Comme j’appréciais les propos sans complaisance tenus par Barbara
Lefebvre dans de nombreuses vidéos disponibles sur Internet, j’ai lu son livre Génération “J’ai le droit” qui vient de
paraître.
Autant le dire tout de suite, je n’approuve pas tout ce qu’elle
y affirme. Notamment l’approche des problèmes éducatifs que je juge trop orientée
sur le plan politique ; je préfère pour ma part les aborder sur un plan
strictement professionnel et moins clivant. Et surtout tout le contenu du chapitre 7 sur l’école inclusive, dont l’auteur est un farouche partisan. Contrairement
à moi, qui considère que le cœur du métier enseignant est la pédagogie et non le
traitement des besoins spécifiques d’élèves souffrant d’un handicap. Orthophoniste,
rééducateur, infirmier, pédopsychiatre, thérapeute sont des métiers qui ne sont
pas le nôtre. De plus, durant ma carrière, j'ai vu trop souvent des enfants, dépérissant en classe ordinaire, qui retrouvaient leur joie de vivre (au sens propre) dès lors qu'ils obtenaient une place dans un établissement spécialisé bien adapté à leur cas particulier.
Cela étant, j’ai en revanche bien apprécié tout ce qui concerne
la critique des dérives pédagogiques constructivistes qui ont frappé l’École française depuis une quarantaine d’années, entraînant une agonie dont tout le monde peut aujourd’hui malheureusement constater les effets.
Barbara Lefebvre nous en explique l’origine : « Le désastre est né avec le postulat que l’élève
doit être l’artisan de son propre savoir. Cela repose sur l’idée que l’élève a
des connaissances avant d’arriver en classe, certaines sont justes, d’autres
erronées et le rôle de l’école est de donner à l’élève-enquêteur les moyens de
se consacrer à ce remaniement intellectuel, à son rythme et selon les modalités
qui lui conviennent. L’enseignant, dans ce processus, devient un technicien
chargé de mettre en place les “situations didactiques” et autres “dispositifs d’apprentissage”.
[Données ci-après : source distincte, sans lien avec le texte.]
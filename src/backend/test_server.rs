//! One-shot HTTP responder for exercising the REST clients in tests

use tokio::io::{AsyncReadExt, AsyncWriteExt};
use tokio::net::{TcpListener, TcpStream};
use tokio::task::JoinHandle;

/// Answer a single request with `status` and the JSON `body`.
///
/// Returns the base URL to point a client at and a handle that resolves to
/// the raw request, headers and body included.
pub async fn respond_once(status: u16, body: &'static str) -> (String, JoinHandle<String>) {
    let listener = TcpListener::bind("127.0.0.1:0").await.unwrap();
    let addr = listener.local_addr().unwrap();
    let handle = tokio::spawn(async move {
        let (mut socket, _) = listener.accept().await.unwrap();
        let request = read_request(&mut socket).await;
        let response = format!(
            "HTTP/1.1 {status} Test\r\ncontent-type: application/json\r\ncontent-length: {}\r\nconnection: close\r\n\r\n{body}",
            body.len()
        );
        socket.write_all(response.as_bytes()).await.unwrap();
        let _ = socket.shutdown().await;
        request
    });
    (format!("http://{addr}"), handle)
}

async fn read_request(socket: &mut TcpStream) -> String {
    let mut request = Vec::new();
    let mut buf = [0u8; 4096];
    loop {
        let n = socket.read(&mut buf).await.unwrap();
        if n == 0 {
            break;
        }
        request.extend_from_slice(&buf[..n]);
        if let Some(end) = header_end(&request) {
            let head = String::from_utf8_lossy(&request[..end]).to_ascii_lowercase();
            let length = head
                .lines()
                .find_map(|line| line.strip_prefix("content-length:"))
                .and_then(|value| value.trim().parse::<usize>().ok())
                .unwrap_or(0);
            if request.len() >= end + 4 + length {
                break;
            }
        }
    }
    String::from_utf8_lossy(&request).into_owned()
}

fn header_end(request: &[u8]) -> Option<usize> {
    request.windows(4).position(|w| w == b"\r\n\r\n")
}
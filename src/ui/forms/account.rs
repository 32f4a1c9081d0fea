//! Sign-in and registration views

use super::{draw_button_row, draw_field_stack, draw_heading, draw_message};
use crate::app::App;
use ratatui::{layout::Rect, style::Color, Frame};

pub fn draw_sign_in(frame: &mut Frame, area: Rect, app: &App) {
    let form = &app.state.sign_in;
    let mut area = draw_heading(frame, area, "Sign in", Some("to submit support tickets"));
    if let Some(notice) = &form.notice {
        area = draw_message(frame, area, notice, Color::Green);
    }

    let rest = draw_field_stack(frame, area, &form.fields, &[0, 1], &|_: &str| true);
    let rest = match &form.error {
        Some(error) => draw_message(frame, rest, error, Color::Red),
        None => rest,
    };
    draw_button_row(
        frame,
        rest,
        &[("Sign in", true), ("Continue with Google (^G)", true)],
        0,
    );
}

pub fn draw_registration(frame: &mut Frame, area: Rect, app: &App) {
    let form = &app.state.registration;
    let area = draw_heading(frame, area, "Create an Account", None);
    let indices: Vec<usize> = (0..form.fields.iter().count()).collect();
    let rest = draw_field_stack(frame, area, &form.fields, &indices, &|_: &str| true);
    let rest = match &form.error {
        Some(error) => draw_message(frame, rest, error, Color::Red),
        None => rest,
    };
    draw_button_row(frame, rest, &[("Create account", true)], 0);
}
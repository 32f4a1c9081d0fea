//! External collaborators: authentication, document store and form endpoints

mod error;
mod firebase_auth;
mod firestore;
mod form_endpoint;
#[cfg(test)]
mod test_server;
mod traits;

pub use error::{AuthError, SubmissionError};
pub use firebase_auth::FirebaseAuth;
pub use firestore::FirestoreStore;
pub use form_endpoint::HttpFormEndpoint;
pub use traits::{AuthProvider, FormEndpoint, RecordStore, RequestBody};

#[cfg(test)]
pub use traits::{MockAuthProvider, MockFormEndpoint, MockRecordStore, StoredRecord};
Il en est réduit à une simple activité de triage-recyclage des connaissances de
l’enfant. » (p 110) Le constructivisme dans toute son erreur ontologique...
Ce processus de déliquescence s’est mis en place dès avant Mai 1968, et sous un gouvernement
de droite : « C’est à Alain
Peyrefitte, sous de Gaulle, que l’on “doit” la nomination de Louis Legrand à la
tête de ce qui deviendra l’INRP, un des gourous du pédagogisme influent jusqu’aux
années 2000. Fervent militant de la “pédagogie fonctionnelle”, de la pédagogie
“de projet” et autres formules du même acabit, l’objectif de Legrand est de
mettre en sourdine la voix du maître pour laisser l’élève acquérir ses savoirs
par lui-même, ce qui signifie patauger “en toute autonomie”. Cette pensée
trouvera sa reconnaissance officielle avec la loi Jospin de 1989, d’une part en
organisant la scolarité en cycles (…) pour mieux délayer les enseignements dans
le temps, d’autre part en plaçant l’élève en situation “d’acquérir un savoir et
de construire sa personnalité par sa propre activité”. C’est le fameux “élève
au centre du système éducatif”, paradigme sur lequel aucune autorité
institutionnelle ou académique n’ose revenir. » (p 122) Rappelons que l’INRP (institut national de recherche pédagogique) est devenue en 2011 l’IFÉ (institut français de l'éducation), qui est toujours une agence officielle servant la propagande du
constructivisme pédagogique.
Quels sont les responsables du désastre ? « Les responsables sont aussi les enseignants
dociles qui ont obéi au diktat des formateurs IUFM-ESPE obéissant eux-mêmes à
la doxa d’universitaires militants et politiquement engagés que des
inspecteurs, recteurs ou ministres ont légitimé comme “experts en sciences de l’éducation”.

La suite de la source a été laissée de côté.